## [Problem]
Across the entries below, how many lines include "encoded"? Give the number and nothing else.

----- Material to process

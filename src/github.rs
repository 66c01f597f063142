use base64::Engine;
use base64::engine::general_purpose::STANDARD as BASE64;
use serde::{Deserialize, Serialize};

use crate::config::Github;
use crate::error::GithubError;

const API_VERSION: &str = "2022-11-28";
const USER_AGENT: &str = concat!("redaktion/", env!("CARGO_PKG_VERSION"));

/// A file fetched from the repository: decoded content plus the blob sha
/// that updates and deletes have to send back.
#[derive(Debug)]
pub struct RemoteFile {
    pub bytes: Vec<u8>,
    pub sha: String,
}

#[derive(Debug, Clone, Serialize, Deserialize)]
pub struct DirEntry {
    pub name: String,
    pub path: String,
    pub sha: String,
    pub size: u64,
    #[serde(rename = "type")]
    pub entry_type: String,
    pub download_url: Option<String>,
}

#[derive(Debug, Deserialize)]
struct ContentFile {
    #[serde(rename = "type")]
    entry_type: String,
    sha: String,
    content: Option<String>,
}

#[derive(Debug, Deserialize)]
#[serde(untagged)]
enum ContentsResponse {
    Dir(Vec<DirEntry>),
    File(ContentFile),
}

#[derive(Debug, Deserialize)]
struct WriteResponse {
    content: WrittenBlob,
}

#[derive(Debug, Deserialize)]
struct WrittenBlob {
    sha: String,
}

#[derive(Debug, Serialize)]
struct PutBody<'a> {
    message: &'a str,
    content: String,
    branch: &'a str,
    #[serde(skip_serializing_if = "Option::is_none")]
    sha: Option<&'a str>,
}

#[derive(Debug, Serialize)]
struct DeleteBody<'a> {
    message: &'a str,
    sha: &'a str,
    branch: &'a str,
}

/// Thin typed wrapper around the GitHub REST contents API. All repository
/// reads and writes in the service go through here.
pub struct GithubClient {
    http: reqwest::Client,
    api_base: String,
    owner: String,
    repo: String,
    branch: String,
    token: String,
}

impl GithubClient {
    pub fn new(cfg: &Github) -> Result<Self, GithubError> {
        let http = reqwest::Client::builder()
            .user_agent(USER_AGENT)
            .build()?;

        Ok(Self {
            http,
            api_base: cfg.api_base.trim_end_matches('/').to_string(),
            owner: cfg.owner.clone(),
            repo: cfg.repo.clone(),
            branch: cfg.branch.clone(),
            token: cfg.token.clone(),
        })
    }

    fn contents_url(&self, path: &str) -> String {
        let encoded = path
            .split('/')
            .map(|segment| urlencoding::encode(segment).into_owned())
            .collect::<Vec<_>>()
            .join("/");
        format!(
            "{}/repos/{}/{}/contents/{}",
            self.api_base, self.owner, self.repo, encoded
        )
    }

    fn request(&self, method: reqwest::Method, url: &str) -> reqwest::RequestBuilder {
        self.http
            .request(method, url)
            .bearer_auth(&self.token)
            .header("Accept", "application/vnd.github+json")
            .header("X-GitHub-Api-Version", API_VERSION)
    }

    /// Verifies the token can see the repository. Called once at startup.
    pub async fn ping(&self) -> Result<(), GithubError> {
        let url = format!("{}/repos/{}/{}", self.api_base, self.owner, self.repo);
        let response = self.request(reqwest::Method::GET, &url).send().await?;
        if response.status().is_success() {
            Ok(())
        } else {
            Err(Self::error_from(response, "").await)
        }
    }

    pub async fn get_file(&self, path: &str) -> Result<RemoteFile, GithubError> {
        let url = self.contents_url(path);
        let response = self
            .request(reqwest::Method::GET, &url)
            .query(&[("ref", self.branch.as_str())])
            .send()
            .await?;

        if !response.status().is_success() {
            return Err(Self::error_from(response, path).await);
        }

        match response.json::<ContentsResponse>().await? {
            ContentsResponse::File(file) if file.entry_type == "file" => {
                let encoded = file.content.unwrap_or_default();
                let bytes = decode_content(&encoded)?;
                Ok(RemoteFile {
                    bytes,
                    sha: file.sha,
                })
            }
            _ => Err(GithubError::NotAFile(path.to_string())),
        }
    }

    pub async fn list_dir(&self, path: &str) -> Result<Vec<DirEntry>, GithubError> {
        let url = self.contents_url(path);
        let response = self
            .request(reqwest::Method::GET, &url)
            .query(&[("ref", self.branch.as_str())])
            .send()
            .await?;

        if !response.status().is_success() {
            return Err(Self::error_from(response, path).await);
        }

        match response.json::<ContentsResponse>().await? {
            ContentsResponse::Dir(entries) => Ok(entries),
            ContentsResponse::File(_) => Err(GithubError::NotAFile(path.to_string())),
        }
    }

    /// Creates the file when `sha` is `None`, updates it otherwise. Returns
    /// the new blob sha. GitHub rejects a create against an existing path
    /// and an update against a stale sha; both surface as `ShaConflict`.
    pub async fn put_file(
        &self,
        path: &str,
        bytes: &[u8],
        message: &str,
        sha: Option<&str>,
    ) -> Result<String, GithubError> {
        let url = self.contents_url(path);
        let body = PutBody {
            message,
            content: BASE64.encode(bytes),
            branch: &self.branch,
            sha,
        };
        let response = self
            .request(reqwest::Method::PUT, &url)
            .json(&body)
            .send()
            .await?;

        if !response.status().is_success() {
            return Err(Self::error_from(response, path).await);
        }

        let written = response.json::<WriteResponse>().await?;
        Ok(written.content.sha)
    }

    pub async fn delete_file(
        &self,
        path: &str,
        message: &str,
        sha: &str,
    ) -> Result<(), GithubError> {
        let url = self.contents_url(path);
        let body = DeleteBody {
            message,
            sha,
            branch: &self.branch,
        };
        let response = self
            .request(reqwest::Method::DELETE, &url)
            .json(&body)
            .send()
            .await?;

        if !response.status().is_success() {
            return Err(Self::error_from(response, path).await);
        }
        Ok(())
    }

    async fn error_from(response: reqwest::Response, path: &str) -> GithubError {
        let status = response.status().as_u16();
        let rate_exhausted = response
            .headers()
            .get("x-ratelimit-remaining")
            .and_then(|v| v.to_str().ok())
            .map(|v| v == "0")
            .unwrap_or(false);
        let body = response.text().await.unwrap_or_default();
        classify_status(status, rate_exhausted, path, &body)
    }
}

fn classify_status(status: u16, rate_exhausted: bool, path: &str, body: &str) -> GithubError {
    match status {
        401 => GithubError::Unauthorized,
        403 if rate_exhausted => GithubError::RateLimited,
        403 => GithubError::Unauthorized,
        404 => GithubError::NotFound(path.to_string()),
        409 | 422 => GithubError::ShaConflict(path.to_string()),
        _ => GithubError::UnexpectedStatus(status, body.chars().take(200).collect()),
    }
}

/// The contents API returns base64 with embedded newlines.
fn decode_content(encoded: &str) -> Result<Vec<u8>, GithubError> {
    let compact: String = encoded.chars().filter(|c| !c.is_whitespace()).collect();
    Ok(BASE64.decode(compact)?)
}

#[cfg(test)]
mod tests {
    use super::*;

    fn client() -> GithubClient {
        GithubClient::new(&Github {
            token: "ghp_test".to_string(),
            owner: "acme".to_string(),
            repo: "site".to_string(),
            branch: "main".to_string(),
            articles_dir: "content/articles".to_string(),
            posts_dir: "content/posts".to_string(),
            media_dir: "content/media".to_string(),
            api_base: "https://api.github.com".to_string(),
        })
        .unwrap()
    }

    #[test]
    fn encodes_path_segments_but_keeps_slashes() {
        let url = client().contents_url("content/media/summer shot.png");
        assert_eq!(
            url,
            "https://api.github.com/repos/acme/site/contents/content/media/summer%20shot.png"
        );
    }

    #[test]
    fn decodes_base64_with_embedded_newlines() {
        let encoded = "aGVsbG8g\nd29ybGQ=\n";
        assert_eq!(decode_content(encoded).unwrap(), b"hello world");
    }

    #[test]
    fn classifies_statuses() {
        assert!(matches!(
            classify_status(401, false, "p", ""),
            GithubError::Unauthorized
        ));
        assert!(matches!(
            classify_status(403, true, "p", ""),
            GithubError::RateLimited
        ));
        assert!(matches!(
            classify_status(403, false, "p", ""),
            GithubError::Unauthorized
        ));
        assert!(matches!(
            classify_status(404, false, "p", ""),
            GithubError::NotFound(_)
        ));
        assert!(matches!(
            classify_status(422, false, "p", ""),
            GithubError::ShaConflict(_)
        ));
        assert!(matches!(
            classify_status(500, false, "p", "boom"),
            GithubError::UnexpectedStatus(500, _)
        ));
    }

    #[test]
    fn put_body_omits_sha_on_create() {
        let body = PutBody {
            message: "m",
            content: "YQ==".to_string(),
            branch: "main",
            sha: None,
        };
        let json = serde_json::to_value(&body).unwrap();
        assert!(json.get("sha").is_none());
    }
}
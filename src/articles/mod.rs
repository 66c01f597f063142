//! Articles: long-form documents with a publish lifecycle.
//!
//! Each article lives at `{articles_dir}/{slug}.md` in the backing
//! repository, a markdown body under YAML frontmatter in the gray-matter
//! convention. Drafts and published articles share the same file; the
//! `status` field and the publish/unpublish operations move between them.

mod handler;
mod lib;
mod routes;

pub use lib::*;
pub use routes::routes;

----------
----- Material to process

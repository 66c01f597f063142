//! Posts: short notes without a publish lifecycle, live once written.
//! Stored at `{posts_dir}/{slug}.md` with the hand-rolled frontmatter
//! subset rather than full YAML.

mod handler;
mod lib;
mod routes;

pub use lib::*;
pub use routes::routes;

----------

## [Result of this exercise]
8